If neither the Conservatives nor Labour can fix the NHS, the question may be asked, who can? For some it might feel as though more radical changes are needed, and that the NHS should be effectively privatised. Such changes would not necessarily be in the best interests of the BMA, RCN, or Unison members. The nurses should thus worry about destroying the thing they profess to love most – the health service itself.

What does the opposition say?

Nigel Farage wants a “French-style” insurance system – but that means hefty premiums for some, and presents a problem for those people who cannot afford them.

Questions would remain about how to fund the kinds of long-term treatment that the private sector refuses to cover – for dementia, cancer, degenerative diseases. Under such a regime, some doctors and nurses in some disciplines might prosper, but others would be worse off. It would be driven more by market forces.

The Conservative leader, Kemi Badenoch, wants to ban strikes by doctors: “Doctors hold lives in their hands. No one should lose critical healthcare because of strikes, but that’s what’s happening now. That’s why a Conservative government led by me would ban doctors’ strikes, just like we do [in respect of] the army and police.”

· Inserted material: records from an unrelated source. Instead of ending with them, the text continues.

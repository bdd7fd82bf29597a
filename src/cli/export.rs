//! CLI command for data export

use std::fs::File;
use std::io::{BufWriter, Write};
use std::path::PathBuf;

use clap::{Args, ValueEnum};

use crate::error::{FitcoachError, FitcoachResult};
use crate::export::{export_log_csv, export_user_json, export_user_yaml};
use crate::services::TrackerService;

/// Export format options
#[derive(Debug, Clone, Copy, ValueEnum)]
pub enum ExportFormat {
    /// CSV format (food log only)
    Csv,
    /// JSON format (profile and history)
    Json,
    /// YAML format (profile and history, human-readable)
    Yaml,
}

/// Arguments for the export command
#[derive(Args)]
pub struct ExportArgs {
    /// Output file path (stdout when omitted)
    pub output: Option<PathBuf>,

    /// Export format
    #[arg(short, long, value_enum, default_value = "json")]
    pub format: ExportFormat,

    /// Pretty-print JSON output
    #[arg(long)]
    pub pretty: bool,
}

/// Handle the export command
pub fn handle_export_command(tracker: &TrackerService<'_>, args: ExportArgs) -> FitcoachResult<()> {
    match &args.output {
        Some(path) => {
            let file = File::create(path).map_err(|e| {
                FitcoachError::Export(format!("Failed to create file {}: {}", path.display(), e))
            })?;
            let mut writer = BufWriter::new(file);
            write_export(tracker, &mut writer, args.format, args.pretty)?;
            writer.flush().map_err(|e| FitcoachError::Export(e.to_string()))?;
            eprintln!("Exported {} to: {}", tracker.user_id(), path.display());
        }
        None => {
            let stdout = std::io::stdout();
            let mut writer = stdout.lock();
            write_export(tracker, &mut writer, args.format, args.pretty)?;
        }
    }

    Ok(())
}

fn write_export<W: Write>(
    tracker: &TrackerService<'_>,
    writer: &mut W,
    format: ExportFormat,
    pretty: bool,
) -> FitcoachResult<()> {
    match format {
        ExportFormat::Csv => {
            export_log_csv(tracker, writer)?;
        }
        ExportFormat::Json => export_user_json(tracker, writer, pretty)?,
        ExportFormat::Yaml => export_user_yaml(tracker, writer)?,
    }
    Ok(())
}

However, working to rule, and overtime bans, would not be outlawed, which could render the “ban” ineffective given how much the NHS depends on people working beyond their contracted hours. The Conservatives might also reinstate higher strike ballot thresholds or “minimum service” in hospitals and healthcare, now being abolished by Labour via the Employment Rights Bill. In short, some form of industrial action would remain an option.